It’s a big claim… I know.
But I needed to put it out there to hold myself accountable.
I’ve wanted to learn a language for years, I’ve tried and failed, I hated languages at School and I never seem to last any longer than a week.
But after spending the weekend researching, I’ve got a new outlook… and I’m going to document the whole process.
The End Goal
First, as with any new skill I’m looking to acquire it’s important to clarify the final goal.
With language it’s very easy to believe the end goal should be a fluency similar to a native speaker.
But from what I’ve discovered from research and combining that with my own personal goals, I’m going to work towards being comfortably fluent… understanding and being able to have conversations in Spanish.
So in 12 weeks from now, I’m going to have the ability to hold conversations in Spanish.
I’m not expecting to know every word, or be able to master a Spanish accent but I’ll comfortably be able to understand and speak Spanish.
For someone who knows Hello, Thank you and Please at the time of writing this post it’s a tough challenge…
The End Goal: To speak and understand Spanish comfortably.
The issue with my approach in the past is wanting to be completely fluent in comparison to a Native. But from what I’ve learnt researching and what I’ll share with you later… it isn’t needed.
I want to learn a language to open my eyes to the possibility of acquiring a new skill which in the past I thought was impossible…
I want to learn at least one language so I can go on to learn more…
I want to learn Spanish to help me appreciate and understand the culture more when I visit a Spanish speaking country…
I want to learn Spanish to order good Tapas…
I want to learn a language so I don’t look like a lazy Brit who expects every country to speak our language…
I don’t want to learn Spanish to get a degree on it, to be marked or tested on my grammar or to become as fluent as a Native…

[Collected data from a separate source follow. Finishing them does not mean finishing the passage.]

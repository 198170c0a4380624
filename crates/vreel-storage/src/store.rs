//! Stage checkpoint store.
//!
//! One file per stage lives in the checkpoint directory. Every load reads
//! the file afresh and validates it, so manual edits made between runs are
//! always picked up.

use std::path::{Path, PathBuf};
use tokio::fs;
use tracing::{debug, info, warn};

use vreel_models::{Checkpoint, Segment, SegmentEdit, SegmentId, Stage};

use crate::error::{StorageError, StorageResult, ValidationError};
use crate::fs_utils::{remove_if_exists, write_atomic};
use crate::lock::RunLock;
use crate::validate::{validate_checkpoint, validate_checkpoint_value};

/// Filesystem-backed checkpoint store.
#[derive(Debug, Clone)]
pub struct CheckpointStore {
    dir: PathBuf,
}

impl CheckpointStore {
    pub fn new(dir: impl Into<PathBuf>) -> Self {
        Self { dir: dir.into() }
    }

    pub fn dir(&self) -> &Path {
        &self.dir
    }

    /// File name of a stage's checkpoint.
    pub fn file_name(stage: Stage) -> &'static str {
        match stage {
            Stage::Segmentation => "stage1_segmented.json",
            Stage::Ranking => "stage2_ranked.json",
            Stage::Assembly => "stage3_assembled.json",
        }
    }

    pub fn path_for(&self, stage: Stage) -> PathBuf {
        self.dir.join(Self::file_name(stage))
    }

    /// Where a halted stage leaves its partial output.
    pub fn partial_path_for(&self, stage: Stage) -> PathBuf {
        let name = Self::file_name(stage).replace(".json", ".partial.json");
        self.dir.join(name)
    }

    /// Take the exclusive run lock for this directory.
    pub fn lock(&self, run_id: &str) -> StorageResult<RunLock> {
        RunLock::acquire(&self.dir, run_id)
    }

    pub async fn exists(&self, stage: Stage) -> bool {
        fs::try_exists(self.path_for(stage)).await.unwrap_or(false)
    }

    /// Validate and atomically write a checkpoint.
    ///
    /// Complete checkpoints go to the stage file and clear any partial
    /// output of the same stage; partial checkpoints go to the partial file.
    pub async fn save(&self, checkpoint: &Checkpoint) -> StorageResult<PathBuf> {
        let value = serde_json::to_value(checkpoint)?;
        validate_checkpoint_value(&value)?;

        let stage = checkpoint.stage;
        let path = if checkpoint.is_partial() {
            self.partial_path_for(stage)
        } else {
            self.path_for(stage)
        };

        let data = serde_json::to_vec_pretty(&value)?;
        write_atomic(&path, &data).await?;

        if !checkpoint.is_partial() {
            remove_if_exists(self.partial_path_for(stage)).await?;
        }

        info!(
            stage = stage.number(),
            status = ?checkpoint.status,
            segments = checkpoint.segments().len(),
            path = %path.display(),
            "Checkpoint written"
        );
        Ok(path)
    }

    /// Load the complete checkpoint of a stage.
    pub async fn load(&self, stage: Stage) -> StorageResult<Checkpoint> {
        let path = self.path_for(stage);
        let checkpoint = validate_checkpoint(&path).await?;

        if checkpoint.stage != stage {
            return Err(ValidationError::new(
                "stage",
                "checkpoint",
                format!("{} holds stage {}, expected {}", path.display(), checkpoint.stage, stage),
            )
            .into());
        }
        if checkpoint.is_partial() {
            return Err(ValidationError::new(
                "status",
                "checkpoint",
                "partial output cannot be consumed by later stages",
            )
            .into());
        }

        debug!(stage = stage.number(), path = %path.display(), "Checkpoint loaded");
        Ok(checkpoint)
    }

    /// Load the partial output of a halted stage, if any.
    pub async fn load_partial(&self, stage: Stage) -> StorageResult<Option<Checkpoint>> {
        match validate_checkpoint(self.partial_path_for(stage)).await {
            Ok(checkpoint) => Ok(Some(checkpoint)),
            Err(e) if e.is_not_found() => Ok(None),
            Err(e) => Err(e),
        }
    }

    /// Remove checkpoints of `stage` and every later stage.
    ///
    /// Returns the stages whose complete checkpoint was removed.
    pub async fn invalidate_from(&self, stage: Stage) -> StorageResult<Vec<Stage>> {
        let mut removed = Vec::new();
        for later in stage.and_later() {
            if remove_if_exists(self.path_for(later)).await? {
                removed.push(later);
            }
            remove_if_exists(self.partial_path_for(later)).await?;
        }

        if !removed.is_empty() {
            warn!(
                from_stage = stage.number(),
                removed = ?removed.iter().map(Stage::number).collect::<Vec<_>>(),
                "Invalidated downstream checkpoints"
            );
        }
        Ok(removed)
    }

    /// Apply a manual edit to one segment of a stored checkpoint.
    ///
    /// The edited checkpoint is validated before it replaces the old file.
    pub async fn edit_segment(
        &self,
        stage: Stage,
        segment_id: &SegmentId,
        edit: &SegmentEdit,
    ) -> StorageResult<Segment> {
        let mut checkpoint = self.load(stage).await?;

        let segment = checkpoint
            .segments_mut()
            .iter_mut()
            .find(|s| &s.segment_id == segment_id)
            .ok_or_else(|| StorageError::SegmentNotFound(segment_id.to_string()))?;
        edit.apply(segment);
        let updated = segment.clone();

        self.save(&checkpoint).await?;
        info!(stage = stage.number(), segment_id = %segment_id, "Segment edited");
        Ok(updated)
    }
}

I’m also more focused on the speaking and understanding, rather than the reading and writing of Spanish.
Hopefully the end goal is clear.
If I Don’t Achieve It…
To hold myself accountable, not only have I published this post for all to see but I’m going to put some more variables in place.
Accountability is the key to achieving a new goal.
Without accountability in place there’s only my willpower to hold me to achieving it.
So not only will I suffer embarrassment if I fail in 12 weeks time of this post going live, I’ll also do the following.
If I Fail: I’ll give my buddy Matt £1,000 and burn my favourite Suit Jacket.
Sh*t. What have I got myself in for?
Here’s proof of that accountability…
Matt will hold me to the goal, he will take the money if I fail and this will motivate me to achieve it.
Sure his being supportive now, but things might change in a few weeks when he can start to sniff the £1,000….
The suit jacket is another variable to hold me to the goal. Sure it’s secondary to the £1,000 and the public embarrassment but I really don’t want to burn this.
It’s a Gieves & Hawkes jacket which I’m planning on wearing for years to come. I can’t remember the exact price, but I believe it was around £500 when I bought it.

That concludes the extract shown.